I beat natural selection by showing up every single day and taking responsibility for managing this disease. By checking my blood sugar thousands upon thousands of times. By injecting insulin more times than I can count. By learning from other diabetics. By treating every blood sugar reading as information instead of judgment. By exercising when I didn’t feel like it. By cooking at home when I’d rather have eaten out. By making adjustments when things weren’t working. By trying new approaches and devices through trial and error.
By accepting that nobody else could live this life for me.
That’s what beating natural selection looks like. It’s not heroic. It’s not glamorous. It’s just showing up, day after day, year after year, and doing what needs to be done.

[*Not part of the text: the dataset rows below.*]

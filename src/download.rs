use futures_util::{Stream, StreamExt};
use std::path::{Path, PathBuf};
use tokio::io::{AsyncWrite, AsyncWriteExt};
use tracing::{error, info};

use crate::error::ForgeError;
use crate::utils::now_millis;

pub fn download_file_name(millis: i64) -> String {
    format!("monster-{millis}.png")
}

/// Streams the image at `url` into `dir` as `monster-<epoch millis>.png`.
pub async fn download_image(
    http: &reqwest::Client,
    url: &str,
    dir: &Path,
) -> Result<PathBuf, ForgeError> {
    let result = fetch_to_file(http, url, dir).await;
    if let Err(e) = &result {
        error!(error = %e, %url, "download failed");
    }
    result
}

async fn fetch_to_file(
    http: &reqwest::Client,
    url: &str,
    dir: &Path,
) -> Result<PathBuf, ForgeError> {
    let resp = http
        .get(url)
        .send()
        .await
        .map_err(|e| ForgeError::Download(e.to_string()))?;
    if !resp.status().is_success() {
        return Err(ForgeError::Download(format!(
            "network response not OK: HTTP {}",
            resp.status()
        )));
    }

    tokio::fs::create_dir_all(dir)
        .await
        .map_err(|e| ForgeError::Download(format!("create {}: {e}", dir.display())))?;
    let path = dir.join(download_file_name(now_millis()));
    let file = tokio::fs::File::create(&path)
        .await
        .map_err(|e| ForgeError::Download(format!("create {}: {e}", path.display())))?;

    let written = save_stream(&path, file, resp.bytes_stream()).await?;
    info!(path = %path.display(), bytes = written, "image downloaded");
    Ok(path)
}

/// Writes every chunk of `stream` to `out`, removing `path` if anything fails
/// so no truncated image is left behind.
async fn save_stream<W, S, B, E>(path: &Path, out: W, stream: S) -> Result<usize, ForgeError>
where
    W: AsyncWrite + Unpin,
    S: Stream<Item = Result<B, E>>,
    B: AsRef<[u8]>,
    E: std::fmt::Display,
{
    let result = write_body(out, stream).await;
    if result.is_err() {
        let _ = tokio::fs::remove_file(path).await;
    }
    result
}

async fn write_body<W, S, B, E>(mut out: W, stream: S) -> Result<usize, ForgeError>
where
    W: AsyncWrite + Unpin,
    S: Stream<Item = Result<B, E>>,
    B: AsRef<[u8]>,
    E: std::fmt::Display,
{
    let mut stream = std::pin::pin!(stream);
    let mut written = 0usize;
    while let Some(chunk) = stream.next().await {
        let bytes = chunk.map_err(|e| ForgeError::Download(format!("stream error: {e}")))?;
        let bytes = bytes.as_ref();
        out.write_all(bytes)
            .await
            .map_err(|e| ForgeError::Download(format!("write: {e}")))?;
        written += bytes.len();
    }
    out.flush()
        .await
        .map_err(|e| ForgeError::Download(format!("flush: {e}")))?;
    Ok(written)
}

If you’re a Type 1 diabetic reading this, you’re in that same fight. Some days you’ll win. Some days you’ll lose. The goal is to win most of the time.
Keep checking your blood sugar. Keep taking your meds. Keep eating right. Keep exercising. Keep getting advice from other diabetics who understand what you’re going through. Keep trying new things when what you’re doing stops working.
Keep showing up.
Because natural selection doesn’t take days off and neither can we.